Have I mentioned that I don't do thongs? Well, I don't. I can't imagine anything more unpleasant. So, a lot of ladies wear thongs. Scratch that one off the list. A goodly number also revealed that they were wearing no underpants at all, an idea I also cannot get down with. Mark that one off, too.
Cruising some yoga-wear websites, I noticed a few were offering specialized yoga panties, high-tech, laser-cut briefs that promised to reveal no tell-tale panty lines. Intrigued, I made it my mission to take these panties out for a few down dogs and report back on which offered the best underpants experience. Is it possible to satisfy your vanity and your need for comfort at the very same time? Let's find out.
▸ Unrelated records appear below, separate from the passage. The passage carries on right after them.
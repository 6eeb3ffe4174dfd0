use crate::error::Error;
use std::env;
use std::fmt;

/// Name of the environment variable [`Salt::from_env`] reads.
pub const SALT_ENV_VAR: &str = "ID_GENERATOR_SALT";

/// Secret mixed into every identifier derivation.
///
/// The salt keeps external parties from recomputing identifiers for known
/// addresses. It is injected when the generator is constructed; nothing in
/// this crate reads the environment after [`Salt::from_env`] returns.
#[derive(Clone)]
pub struct Salt(String);

impl Salt {
    /// Build a salt from an explicit value.
    ///
    /// # Errors
    /// Returns [`Error::EmptySalt`] if `value` is empty.
    pub fn new(value: impl Into<String>) -> Result<Self, Error> {
        let value = value.into();
        if value.is_empty() {
            return Err(Error::EmptySalt);
        }
        Ok(Self(value))
    }

    /// Read the salt from the `ID_GENERATOR_SALT` environment variable.
    ///
    /// # Errors
    /// Returns [`Error::SaltMissing`] if the variable is unset or not valid
    /// unicode, and [`Error::EmptySalt`] if it is set to an empty string.
    pub fn from_env() -> Result<Self, Error> {
        match env::var(SALT_ENV_VAR) {
            Ok(value) => Self::new(value),
            Err(env::VarError::NotPresent | env::VarError::NotUnicode(_)) => {
                Err(Error::SaltMissing(SALT_ENV_VAR))
            }
        }
    }

    pub(crate) fn as_bytes(&self) -> &[u8] {
        self.0.as_bytes()
    }
}

// Redacted: the salt is a secret and must not leak through debug output.
impl fmt::Debug for Salt {
    fn fmt(&self, f: &mut fmt::Formatter<'_>) -> fmt::Result {
        f.write_str("Salt(..)")
    }
}
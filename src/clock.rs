use time::{Date, OffsetDateTime};

/// Source of the current calendar date.
///
/// Daily identifier derivation is the one operation in this crate with a
/// non-pure input; putting it behind a trait lets tests pin the date
/// without touching process state.
pub trait Clock {
    /// The current calendar date.
    fn today(&self) -> Date;
}

/// Wall-clock dates in the local timezone.
///
/// Falls back to UTC when the local offset cannot be determined, which
/// `time` refuses to do in some multithreaded environments.
#[derive(Debug, Clone, Copy, Default)]
pub struct SystemClock;

impl Clock for SystemClock {
    fn today(&self) -> Date {
        OffsetDateTime::now_local()
            .unwrap_or_else(|_| OffsetDateTime::now_utc())
            .date()
    }
}

/// A fixed `Date` can stand in as a clock, which keeps tests deterministic.
impl Clock for Date {
    fn today(&self) -> Date {
        *self
    }
}
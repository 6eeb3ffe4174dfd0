use thiserror::Error;

/// Errors produced by this crate.
///
/// The salt variants are configuration errors: fatal for the caller, since
/// retrying cannot fix absent configuration. The remaining variants are
/// plain input errors; the caller decides how severe they are.
#[derive(Debug, Error)]
pub enum Error {
    /// The salt environment variable is unset (or not valid unicode).
    #[error("salt is not configured: set the `{0}` environment variable")]
    SaltMissing(&'static str),

    /// The configured salt is an empty string.
    #[error("salt must not be empty")]
    EmptySalt,

    /// A color input whose first four characters are not hex digits.
    #[error("expected four leading hex digits in `{0}`")]
    NonHexPrefix(String),

    /// A token that is not 8 lowercase hex characters.
    #[error("malformed poster id `{0}`: expected 8 lowercase hex characters")]
    MalformedId(String),
}
use crate::error::Error;
use serde::{Serialize, Serializer};
use std::fmt;

/// Number of leading identifier characters that select the hue.
const HUE_PREFIX_LEN: usize = 4;

// Fixed saturation/lightness keep every poster color in the same readable
// band; only the hue varies.
const SATURATION: f64 = 0.70;
const LIGHTNESS: f64 = 0.50;

/// Display color for a poster, rendered as `#RRGGBB` (uppercase).
#[derive(Debug, Clone, Copy, PartialEq, Eq, Hash)]
pub struct Color {
    r: u8,
    g: u8,
    b: u8,
}

impl Color {
    /// Red channel.
    #[must_use]
    pub const fn red(self) -> u8 {
        self.r
    }

    /// Green channel.
    #[must_use]
    pub const fn green(self) -> u8 {
        self.g
    }

    /// Blue channel.
    #[must_use]
    pub const fn blue(self) -> u8 {
        self.b
    }
}

impl fmt::Display for Color {
    fn fmt(&self, f: &mut fmt::Formatter<'_>) -> fmt::Result {
        write!(f, "#{:02X}{:02X}{:02X}", self.r, self.g, self.b)
    }
}

impl Serialize for Color {
    fn serialize<S: Serializer>(&self, serializer: S) -> Result<S::Ok, S::Error> {
        serializer.collect_str(self)
    }
}

/// Map an identifier to its display color.
///
/// The first four hex characters of `identifier` are parsed as an integer
/// and rotated onto the hue circle (`value mod 360`); saturation and
/// lightness are fixed. Identifiers sharing a four-character prefix share
/// a color, so a poster's label and color stay in sync no matter which
/// suffix the token carries.
///
/// # Errors
/// Returns [`Error::NonHexPrefix`] if `identifier` is shorter than four
/// bytes or its first four characters are not hex digits.
pub fn color_for(identifier: &str) -> Result<Color, Error> {
    let hue_seed = identifier
        .get(..HUE_PREFIX_LEN)
        .filter(|prefix| prefix.chars().all(|c| c.is_ascii_hexdigit()))
        .and_then(|prefix| u32::from_str_radix(prefix, 16).ok())
        .ok_or_else(|| Error::NonHexPrefix(identifier.to_string()))?;

    let (r, g, b) = hsl_to_rgb(f64::from(hue_seed % 360) / 360.0, SATURATION, LIGHTNESS);
    Ok(Color { r, g, b })
}

/// Standard HSL→RGB conversion on normalized inputs (each in `[0, 1]`).
fn hsl_to_rgb(h: f64, s: f64, l: f64) -> (u8, u8, u8) {
    if s == 0.0 {
        // Achromatic: hue is meaningless, every channel is the lightness.
        let v = channel(l);
        return (v, v, v);
    }

    let q = if l < 0.5 { l * (1.0 + s) } else { l + s - l * s };
    let p = 2.0 * l - q;
    (
        channel(hue_to_rgb(p, q, h + 1.0 / 3.0)),
        channel(hue_to_rgb(p, q, h)),
        channel(hue_to_rgb(p, q, h - 1.0 / 3.0)),
    )
}

/// Piecewise hue helper; `t` may arrive up to one period outside `[0, 1)`.
fn hue_to_rgb(p: f64, q: f64, t: f64) -> f64 {
    let t = if t < 0.0 {
        t + 1.0
    } else if t > 1.0 {
        t - 1.0
    } else {
        t
    };

    if t < 1.0 / 6.0 {
        p + (q - p) * 6.0 * t
    } else if t < 1.0 / 2.0 {
        q
    } else if t < 2.0 / 3.0 {
        p + (q - p) * (2.0 / 3.0 - t) * 6.0
    } else {
        p
    }
}

fn channel(value: f64) -> u8 {
    (value * 255.0).round() as u8
}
First out of the blocks was the Groovy Girlshort from yoga-wear behemoth Lululemon. Since they are largely responsible for the tight pants that cause regular old panties to stick out like a sore thumb, I figured they had to be all over creating a product that fixed that problem.
The Groovy Girlshorts scored high marks in the invisibility category. The laser-cut edge of these nylon and Lycra panties completely disappeared under my yoga pants. Now, about the coverage: It's not great. Though these panties cover both cheeks when you first put them on, pretty soon they begin to creep up until you find yourself in malasana with the world's biggest wedgie. The sweatier the class, the more egregious they became.
I sped home after class so I could change as soon as possible. I was beginning to suspect that panty lines exist for a reason: They keep your panties on your butt where they belong. Nonetheless, the search continued.
[Note: This product has been replaced by the Light As Air Hipster.]
Zobha's Boyshort Panties were my next assignment. I was encouraged to see that these underpants appeared to have a fuller cut than the Lululemon style. Upon trying them on, however, I discovered that most of this extra fabric just extended down the leg, which I guess is the difference between a girlshort and a boyshort.
Though also made of nylon and Lycra, Zobha's panties are much thinner and feature a cotton gusset, which is what we used to call the crotch in the olden days. Once again, a laser-cut edge insured that these panties became invisible under my yoga pants. And miracle of miracles, they pretty much stayed in place through a complete practice. No creeping, no wedging, very little adjusting required. I was able to make my way home at a leisurely pace, but I still changed into my regular panties when I got there.
Commando is the genius name of a full line of anti-VPL underthings. Their genius tagline is "better than nothing," with which I wholeheartedly agree. I was super excited to try their panties since they offer so many different cuts. At last, a chance to get away from the boy and girl shorts and into a familiar bikini! Also, cotton!
I first tested the cotton bikini, which is, in fact, 71% cotton and 29% spandex, which is still over 70% more cotton than any pair I tried. Though they are perhaps a fraction thicker than their synthetic competition, the cotton bikinis are still all but undetectable under pants.
On my first go with the cotton bikini, I went on a outing with my family. A bike-riding outing. And the Commando bikinis were stellar. Completely comfortable, I wore them all day long without a second thought. They performed just as well at yoga class.
Introducing: The Wedgometer
Since all the underpants I tried offered excellent panty line removal, my top choices came down to comfort, as measured by a proprietary wedgometer (remember YBMV). In order of preference, we got:
1. Commando Cotton Bikini
2. Zobha Boyshort Panty
3. Commando C.Y.A. Panty
4. Lululemon Groovy Girlshort
And, finally, a definitive answer to that all-important question. Though I prioritize comfort, I'm glad that I don't have to sacrifice my vanity to find it.